Il soupire, s’effondre sur le vieux canapé, celui qu’on a acheté chez IKEA il y a quinze ans, quand il était encore adolescent. Je me souviens de lui, tout petit, courant dans le salon, riant aux éclats. Aujourd’hui, il a 28 ans, diplômé en communication, mais toujours sans emploi stable.

— Je ne te demande pas de me donner tout, juste… de me laisser le grand salon. Vous pourriez dormir dans la petite chambre, non ? Comme ça, je pourrais enfin inviter mes amis, avoir un peu d’intimité…

Je regarde Paul, mon mari, qui fixe la télévision sans vraiment la regarder. Il n’a jamais été bavard, surtout quand il s’agit de conflits. Mais je vois sa mâchoire se crisper.

— Thomas, commence-t-il d’une voix grave, tu es adulte maintenant. On t’a aidé autant qu’on a pu. On ne peut pas tout sacrifier pour toi.

Thomas se lève brusquement, fait les cent pas. Je sens son désespoir, mais aussi sa colère. Il n’a jamais eu la vie facile. Après ses études à l’UNamur, il a enchaîné les petits boulots : serveur à la Brasserie François, vendeur chez MediaMarkt, intérimaire dans un call center à Jambes. Mais jamais de CDI. Toujours cette précarité qui le ronge.

— Mais vous ne comprenez pas ! s’écrie-t-il. Tous mes potes ont un appart à eux, certains même une maison ! Moi, je dois encore vivre ici, à 28 ans, comme un gamin…

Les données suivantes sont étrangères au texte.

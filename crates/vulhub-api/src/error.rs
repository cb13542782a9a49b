use thiserror::Error;

pub const CODE_NOT_FOUND: &str = "NOT_FOUND";
pub const CODE_MULTIPLE_MATCHES: &str = "MULTIPLE_MATCHES";

/// Normalized failure of any call against the panel API.
#[derive(Error, Debug, Clone, PartialEq, Eq)]
pub enum ApiError {
    #[error("Network error during {operation}: {details}")]
    Transport {
        operation: &'static str,
        details: String,
    },

    #[error("Request timed out after {seconds}s")]
    Timeout { seconds: u64 },

    #[error("HTTP {status}{body_snippet}")]
    Http { status: u16, body_snippet: String },

    #[error("{message}")]
    Backend {
        status: u16,
        code: String,
        message: String,
    },

    #[error("Malformed response for {operation}: {details}")]
    Malformed {
        operation: &'static str,
        details: String,
    },
}

impl ApiError {
    pub fn transport(operation: &'static str, details: impl Into<String>) -> Self {
        Self::Transport {
            operation,
            details: details.into(),
        }
    }

    pub fn transport_from<E>(operation: &'static str, error: E) -> Self
    where
        E: std::fmt::Display,
    {
        Self::transport(operation, error.to_string())
    }

    pub fn malformed(operation: &'static str, details: impl Into<String>) -> Self {
        Self::Malformed {
            operation,
            details: details.into(),
        }
    }

    pub fn backend(status: u16, code: impl Into<String>, message: impl Into<String>) -> Self {
        Self::Backend {
            status,
            code: code.into(),
            message: message.into(),
        }
    }

    #[must_use]
    pub fn code(&self) -> &str {
        match self {
            Self::Transport { .. } => "TRANSPORT_ERROR",
            Self::Timeout { .. } => "TIMEOUT",
            Self::Http { .. } => "HTTP_ERROR",
            Self::Backend { code, .. } => code,
            Self::Malformed { .. } => "MALFORMED_RESPONSE",
        }
    }

    #[must_use]
    pub fn message(&self) -> String {
        match self {
            Self::Backend { message, .. } => message.clone(),
            other => other.to_string(),
        }
    }

    /// True when no envelope was received at all.
    #[must_use]
    pub fn is_transport(&self) -> bool {
        matches!(self, Self::Transport { .. } | Self::Timeout { .. })
    }

    /// The backend answered with a `NOT_FOUND` envelope. A bare 404 without
    /// an envelope is a routing failure, not a catalog miss.
    #[must_use]
    pub fn is_not_found(&self) -> bool {
        matches!(self, Self::Backend { code, .. } if code == CODE_NOT_FOUND)
    }

    #[must_use]
    pub fn is_ambiguous(&self) -> bool {
        matches!(self, Self::Backend { code, .. } if code == CODE_MULTIPLE_MATCHES)
    }
}

#[cfg(test)]
mod tests {
    use super::ApiError;

    #[test]
    fn backend_error_displays_backend_message() {
        let error = ApiError::backend(500, "START_ERROR", "port 6379 already allocated");

        assert_eq!(error.to_string(), "port 6379 already allocated");
        assert_eq!(error.code(), "START_ERROR");
        assert_eq!(error.message(), "port 6379 already allocated");
        assert!(!error.is_transport());
    }

    #[test]
    fn every_variant_has_a_normalized_code() {
        let cases = [
            (ApiError::transport("list running", "connection refused"), "TRANSPORT_ERROR"),
            (ApiError::Timeout { seconds: 60 }, "TIMEOUT"),
            (
                ApiError::Http {
                    status: 502,
                    body_snippet: ": bad gateway".to_string(),
                },
                "HTTP_ERROR",
            ),
            (ApiError::malformed("get status", "missing data"), "MALFORMED_RESPONSE"),
        ];

        for (error, code) in cases {
            assert_eq!(error.code(), code);
            assert!(!error.message().is_empty());
        }
    }

    #[test]
    fn not_found_requires_the_backend_code() {
        assert!(ApiError::backend(404, "NOT_FOUND", "Environment not found: x").is_not_found());
        assert!(ApiError::backend(500, "NOT_FOUND", "gone").is_not_found());
        assert!(
            !ApiError::Http {
                status: 404,
                body_snippet: String::new(),
            }
            .is_not_found()
        );
        assert!(!ApiError::backend(404, "ROUTE_MISSING", "no route").is_not_found());
        assert!(!ApiError::backend(500, "STATUS_ERROR", "docker down").is_not_found());
        assert!(ApiError::backend(409, "MULTIPLE_MATCHES", "pick one").is_ambiguous());
    }

    #[test]
    fn timeout_counts_as_transport_failure() {
        let error = ApiError::Timeout { seconds: 5 };
        assert!(error.is_transport());
        assert_eq!(error.to_string(), "Request timed out after 5s");
    }
}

Je sens les larmes monter. Je pense à toutes ces années où on s’est privés pour lui : pas de vacances à la mer du Nord, pas de sorties au théâtre de Namur, juste des économies pour qu’il ait une meilleure vie que nous. Et voilà qu’il nous reproche notre manque de moyens.

— Thomas, souffle-je, tu sais bien qu’on n’a pas les moyens de t’aider plus. On a notre pension, c’est tout. Si on vendait l’appartement, on n’aurait plus rien…

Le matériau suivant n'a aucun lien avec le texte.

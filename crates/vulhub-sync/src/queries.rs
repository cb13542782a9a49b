use std::future::Future;
use std::sync::Arc;

use vulhub_api::{
    ApiError, EnvironmentApi, EnvironmentInfo, EnvironmentList, EnvironmentStatus, StatusList,
    SystemStatus,
};

use crate::cache::{QueryCache, Subscription};
use crate::key::QueryKey;

/// Typed subscriptions for every readable resource, each bound to its key
/// and default options.
#[derive(Clone)]
pub struct Queries {
    cache: QueryCache,
    api: Arc<dyn EnvironmentApi>,
}

impl Queries {
    pub fn new(cache: QueryCache, api: Arc<dyn EnvironmentApi>) -> Self {
        Self { cache, api }
    }

    fn watch<T, F, Fut>(&self, key: QueryKey, fetch: F) -> Subscription<T>
    where
        T: Send + Sync + 'static,
        F: Fn(Arc<dyn EnvironmentApi>) -> Fut + Send + Sync + 'static,
        Fut: Future<Output = Result<T, ApiError>> + Send + 'static,
    {
        let options = self.cache.config().options_for(&key);
        let api = Arc::clone(&self.api);
        self.cache
            .subscribe(key, options, move || fetch(Arc::clone(&api)))
    }

    #[must_use]
    pub fn system_status(&self) -> Subscription<SystemStatus> {
        self.watch(QueryKey::SystemStatus, |api| async move {
            api.system_status().await
        })
    }

    #[must_use]
    pub fn catalog(&self) -> Subscription<EnvironmentList> {
        self.watch(QueryKey::Environments, |api| async move {
            api.list_catalog().await
        })
    }

    #[must_use]
    pub fn downloaded(&self) -> Subscription<StatusList> {
        self.watch(QueryKey::Downloaded, |api| async move {
            api.list_downloaded().await
        })
    }

    /// Polls while subscribed.
    #[must_use]
    pub fn running(&self) -> Subscription<StatusList> {
        self.watch(QueryKey::Running, |api| async move {
            api.list_running().await
        })
    }

    /// Disabled when `path` is empty. `None` data means the catalog has no
    /// such environment.
    #[must_use]
    pub fn info(&self, path: &str) -> Subscription<Option<EnvironmentInfo>> {
        let target = path.to_string();
        self.watch(QueryKey::info(path), move |api| {
            let path = target.clone();
            async move { api.get_info(&path).await }
        })
    }

    /// Polls while subscribed. Disabled when `path` is empty.
    #[must_use]
    pub fn status(&self, path: &str) -> Subscription<Option<EnvironmentStatus>> {
        let target = path.to_string();
        self.watch(QueryKey::status(path), move |api| {
            let path = target.clone();
            async move { api.get_status(&path).await }
        })
    }
}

Il s’arrête net, me regarde droit dans les yeux.

— Peut-être que vous pourriez vendre et prendre un petit studio ? Comme ça, j’aurais enfin un vrai chez-moi…

Le silence tombe. Paul se lève, quitte la pièce sans un mot. Je reste seule avec mon fils et cette proposition qui me glace le sang.

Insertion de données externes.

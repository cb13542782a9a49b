use std::collections::VecDeque;
use std::sync::{Mutex, MutexGuard, PoisonError};
use std::time::Instant;

use log::{info, warn};
use vulhub_sync::{Notification, NotificationKind, NotificationSink};

#[derive(Debug, Clone)]
pub struct Toast {
    pub notification: Notification,
    pub created_at: Instant,
}

impl Toast {
    pub fn is_expired(&self, timeout_secs: u64) -> bool {
        self.created_at.elapsed().as_secs() > timeout_secs
    }
}

/// Keeps recent notifications until they expire or are taken for display.
#[derive(Debug)]
pub struct ToastSink {
    toasts: Mutex<VecDeque<Toast>>,
    timeout_secs: u64,
}

impl ToastSink {
    pub fn new(timeout_secs: u64) -> Self {
        Self {
            toasts: Mutex::new(VecDeque::new()),
            timeout_secs,
        }
    }

    fn toasts(&self) -> MutexGuard<'_, VecDeque<Toast>> {
        self.toasts.lock().unwrap_or_else(PoisonError::into_inner)
    }

    /// Remove and return every unexpired toast, oldest first.
    pub fn take_visible(&self) -> Vec<Toast> {
        let timeout_secs = self.timeout_secs;
        self.toasts()
            .drain(..)
            .filter(|toast| !toast.is_expired(timeout_secs))
            .collect()
    }

    #[cfg(test)]
    fn push(&self, toast: Toast) {
        self.toasts().push_back(toast);
    }
}

impl NotificationSink for ToastSink {
    fn notify(&self, notification: Notification) {
        match notification.kind {
            NotificationKind::Success => info!("{notification}"),
            NotificationKind::Failure => warn!("{notification}"),
        }

        self.toasts().push_back(Toast {
            notification,
            created_at: Instant::now(),
        });
    }
}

Je repense à mon enfance à Charleroi, à la misère des années 70. Mes parents travaillaient à la fabrique de verre, on vivait à cinq dans deux pièces minuscules. J’ai juré que jamais je ne revivrais ça. Et maintenant, mon propre fils me demande de tout sacrifier pour lui.

Les jours passent. Thomas devient de plus en plus distant, il ne rentre plus que pour dormir. Paul et moi, on marche sur des œufs. Les repas sont silencieux. Un soir, il rentre tard, visiblement éméché.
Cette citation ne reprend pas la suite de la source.